[Given records]
------

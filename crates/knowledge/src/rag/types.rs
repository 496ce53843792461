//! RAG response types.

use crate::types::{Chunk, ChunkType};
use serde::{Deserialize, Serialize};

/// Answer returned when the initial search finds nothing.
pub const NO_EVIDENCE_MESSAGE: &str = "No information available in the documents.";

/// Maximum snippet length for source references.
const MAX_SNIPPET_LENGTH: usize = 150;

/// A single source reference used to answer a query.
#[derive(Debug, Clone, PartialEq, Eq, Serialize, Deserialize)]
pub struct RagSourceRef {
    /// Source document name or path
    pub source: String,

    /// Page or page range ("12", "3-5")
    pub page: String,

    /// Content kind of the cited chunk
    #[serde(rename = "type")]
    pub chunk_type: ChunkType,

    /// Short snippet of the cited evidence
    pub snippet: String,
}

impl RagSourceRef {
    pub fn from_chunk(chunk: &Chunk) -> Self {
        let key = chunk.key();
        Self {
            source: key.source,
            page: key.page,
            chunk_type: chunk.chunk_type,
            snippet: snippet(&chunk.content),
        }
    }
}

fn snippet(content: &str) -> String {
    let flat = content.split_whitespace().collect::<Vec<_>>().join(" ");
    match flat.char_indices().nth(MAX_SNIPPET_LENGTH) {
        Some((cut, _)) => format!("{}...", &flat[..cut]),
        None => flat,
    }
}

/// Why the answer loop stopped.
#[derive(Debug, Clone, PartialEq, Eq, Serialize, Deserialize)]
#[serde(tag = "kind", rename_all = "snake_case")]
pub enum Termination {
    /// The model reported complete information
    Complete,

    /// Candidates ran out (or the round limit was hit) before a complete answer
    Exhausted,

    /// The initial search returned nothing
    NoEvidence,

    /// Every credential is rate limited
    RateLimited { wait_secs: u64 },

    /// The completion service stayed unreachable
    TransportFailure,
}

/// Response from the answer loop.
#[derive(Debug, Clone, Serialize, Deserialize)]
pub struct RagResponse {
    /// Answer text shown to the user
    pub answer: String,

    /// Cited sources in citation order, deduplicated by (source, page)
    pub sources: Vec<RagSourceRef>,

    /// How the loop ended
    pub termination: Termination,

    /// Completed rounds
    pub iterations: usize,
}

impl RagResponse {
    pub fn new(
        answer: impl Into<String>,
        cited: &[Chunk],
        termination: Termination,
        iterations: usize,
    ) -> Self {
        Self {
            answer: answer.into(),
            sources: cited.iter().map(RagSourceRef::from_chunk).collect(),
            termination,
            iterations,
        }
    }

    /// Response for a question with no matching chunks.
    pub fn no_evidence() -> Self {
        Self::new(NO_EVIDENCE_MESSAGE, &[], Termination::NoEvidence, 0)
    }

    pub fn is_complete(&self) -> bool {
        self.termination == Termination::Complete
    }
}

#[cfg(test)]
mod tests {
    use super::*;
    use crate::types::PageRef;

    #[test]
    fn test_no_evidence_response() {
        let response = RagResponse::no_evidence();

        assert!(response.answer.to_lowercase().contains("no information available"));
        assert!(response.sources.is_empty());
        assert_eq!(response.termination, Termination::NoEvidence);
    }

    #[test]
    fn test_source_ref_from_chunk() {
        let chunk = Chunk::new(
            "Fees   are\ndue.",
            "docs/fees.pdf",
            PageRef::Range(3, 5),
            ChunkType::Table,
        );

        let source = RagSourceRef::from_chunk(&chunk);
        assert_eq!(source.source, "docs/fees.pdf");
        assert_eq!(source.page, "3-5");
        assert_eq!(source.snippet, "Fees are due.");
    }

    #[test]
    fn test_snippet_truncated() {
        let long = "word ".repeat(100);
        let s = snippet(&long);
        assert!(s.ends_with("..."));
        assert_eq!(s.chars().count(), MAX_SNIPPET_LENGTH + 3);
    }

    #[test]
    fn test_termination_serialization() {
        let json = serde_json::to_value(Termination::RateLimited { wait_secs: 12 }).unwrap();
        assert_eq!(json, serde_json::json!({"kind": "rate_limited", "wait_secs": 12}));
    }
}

------

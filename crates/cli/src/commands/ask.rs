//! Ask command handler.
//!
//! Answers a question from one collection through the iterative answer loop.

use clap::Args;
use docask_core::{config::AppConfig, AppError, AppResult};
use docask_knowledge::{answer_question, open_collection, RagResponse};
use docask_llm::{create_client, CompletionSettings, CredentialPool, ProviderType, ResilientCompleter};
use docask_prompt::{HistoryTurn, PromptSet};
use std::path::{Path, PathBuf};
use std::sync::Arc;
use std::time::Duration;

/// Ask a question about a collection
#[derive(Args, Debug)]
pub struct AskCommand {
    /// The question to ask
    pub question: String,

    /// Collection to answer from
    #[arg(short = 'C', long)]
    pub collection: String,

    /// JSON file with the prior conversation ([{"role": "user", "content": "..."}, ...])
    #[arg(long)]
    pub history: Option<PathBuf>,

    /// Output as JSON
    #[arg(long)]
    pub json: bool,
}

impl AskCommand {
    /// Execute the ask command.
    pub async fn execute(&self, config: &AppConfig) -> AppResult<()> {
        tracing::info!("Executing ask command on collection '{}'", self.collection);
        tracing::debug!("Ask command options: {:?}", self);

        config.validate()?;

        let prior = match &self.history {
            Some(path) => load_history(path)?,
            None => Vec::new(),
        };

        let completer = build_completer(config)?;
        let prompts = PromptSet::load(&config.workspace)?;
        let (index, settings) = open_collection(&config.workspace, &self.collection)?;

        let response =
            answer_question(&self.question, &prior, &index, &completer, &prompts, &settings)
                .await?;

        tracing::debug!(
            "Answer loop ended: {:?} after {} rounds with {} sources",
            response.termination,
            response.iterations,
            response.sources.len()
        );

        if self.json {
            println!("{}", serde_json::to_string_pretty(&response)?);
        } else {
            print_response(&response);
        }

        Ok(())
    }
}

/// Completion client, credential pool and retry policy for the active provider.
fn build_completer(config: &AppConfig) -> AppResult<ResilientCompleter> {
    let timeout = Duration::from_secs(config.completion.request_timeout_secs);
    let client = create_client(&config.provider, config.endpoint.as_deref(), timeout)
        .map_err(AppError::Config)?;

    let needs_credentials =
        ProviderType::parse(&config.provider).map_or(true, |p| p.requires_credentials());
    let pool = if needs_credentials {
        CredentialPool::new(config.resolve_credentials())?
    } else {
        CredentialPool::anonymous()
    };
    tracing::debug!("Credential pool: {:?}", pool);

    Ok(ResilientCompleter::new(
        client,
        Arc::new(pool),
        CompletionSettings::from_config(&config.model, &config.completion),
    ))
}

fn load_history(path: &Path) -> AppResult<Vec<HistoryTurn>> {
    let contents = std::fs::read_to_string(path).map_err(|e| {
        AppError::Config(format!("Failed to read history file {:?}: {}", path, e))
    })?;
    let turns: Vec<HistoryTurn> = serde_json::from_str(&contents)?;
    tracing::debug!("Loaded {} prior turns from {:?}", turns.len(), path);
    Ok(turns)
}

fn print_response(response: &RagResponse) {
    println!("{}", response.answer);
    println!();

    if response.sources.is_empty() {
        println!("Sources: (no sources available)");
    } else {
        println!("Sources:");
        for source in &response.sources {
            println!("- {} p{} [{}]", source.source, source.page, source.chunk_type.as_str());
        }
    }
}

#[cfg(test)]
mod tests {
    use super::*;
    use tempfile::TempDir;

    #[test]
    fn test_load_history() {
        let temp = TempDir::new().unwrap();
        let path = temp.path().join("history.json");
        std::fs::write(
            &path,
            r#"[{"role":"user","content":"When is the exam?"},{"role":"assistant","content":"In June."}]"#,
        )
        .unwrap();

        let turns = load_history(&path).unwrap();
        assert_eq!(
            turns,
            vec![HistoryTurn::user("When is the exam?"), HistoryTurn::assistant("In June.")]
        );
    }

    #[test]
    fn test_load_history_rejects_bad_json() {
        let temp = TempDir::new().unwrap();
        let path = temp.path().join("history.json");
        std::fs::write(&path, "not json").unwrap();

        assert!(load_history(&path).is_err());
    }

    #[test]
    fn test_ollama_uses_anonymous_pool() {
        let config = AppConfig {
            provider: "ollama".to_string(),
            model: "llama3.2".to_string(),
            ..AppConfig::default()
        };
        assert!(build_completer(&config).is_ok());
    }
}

------

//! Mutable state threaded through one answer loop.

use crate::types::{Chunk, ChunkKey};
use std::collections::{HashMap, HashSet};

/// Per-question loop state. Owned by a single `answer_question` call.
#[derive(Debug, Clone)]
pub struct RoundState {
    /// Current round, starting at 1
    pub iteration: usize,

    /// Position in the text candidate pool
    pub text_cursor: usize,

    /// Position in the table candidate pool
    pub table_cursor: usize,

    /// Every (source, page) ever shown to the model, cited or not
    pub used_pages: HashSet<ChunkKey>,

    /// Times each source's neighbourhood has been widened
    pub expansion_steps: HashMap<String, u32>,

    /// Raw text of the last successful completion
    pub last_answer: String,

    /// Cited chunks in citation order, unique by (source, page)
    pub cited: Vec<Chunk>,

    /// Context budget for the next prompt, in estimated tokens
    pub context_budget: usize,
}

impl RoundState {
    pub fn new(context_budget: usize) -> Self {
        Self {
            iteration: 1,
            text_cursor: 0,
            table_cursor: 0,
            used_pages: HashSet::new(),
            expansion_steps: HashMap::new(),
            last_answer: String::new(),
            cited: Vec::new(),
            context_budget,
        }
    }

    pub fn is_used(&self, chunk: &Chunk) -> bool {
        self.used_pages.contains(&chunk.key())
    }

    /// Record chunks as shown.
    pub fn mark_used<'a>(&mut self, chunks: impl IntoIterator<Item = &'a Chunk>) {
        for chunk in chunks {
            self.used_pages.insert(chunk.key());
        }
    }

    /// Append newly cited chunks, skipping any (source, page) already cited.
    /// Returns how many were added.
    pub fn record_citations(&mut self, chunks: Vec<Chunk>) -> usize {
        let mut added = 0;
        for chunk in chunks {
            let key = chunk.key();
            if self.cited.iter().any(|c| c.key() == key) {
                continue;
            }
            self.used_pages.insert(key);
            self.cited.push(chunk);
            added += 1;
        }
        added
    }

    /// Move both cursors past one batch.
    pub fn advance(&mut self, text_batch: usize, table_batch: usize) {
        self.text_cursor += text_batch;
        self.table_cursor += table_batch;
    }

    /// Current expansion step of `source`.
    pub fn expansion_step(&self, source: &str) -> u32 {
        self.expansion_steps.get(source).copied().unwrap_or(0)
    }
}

------

From the records above, quote only the lines running from the line with "filename crates/knowledge/src/rag/types.rs" to the line with "the cited evidence", both lines included.

filename crates/knowledge/src/rag/types.rs
repository 496ce53843792461
//! RAG response types.

use crate::types::{Chunk, ChunkType};
use serde::{Deserialize, Serialize};

/// Answer returned when the initial search finds nothing.
pub const NO_EVIDENCE_MESSAGE: &str = "No information available in the documents.";

/// Maximum snippet length for source references.
const MAX_SNIPPET_LENGTH: usize = 150;

/// A single source reference used to answer a query.
#[derive(Debug, Clone, PartialEq, Eq, Serialize, Deserialize)]
pub struct RagSourceRef {
    /// Source document name or path
    pub source: String,

    /// Page or page range ("12", "3-5")
    pub page: String,

    /// Content kind of the cited chunk
    #[serde(rename = "type")]
    pub chunk_type: ChunkType,

    /// Short snippet of the cited evidence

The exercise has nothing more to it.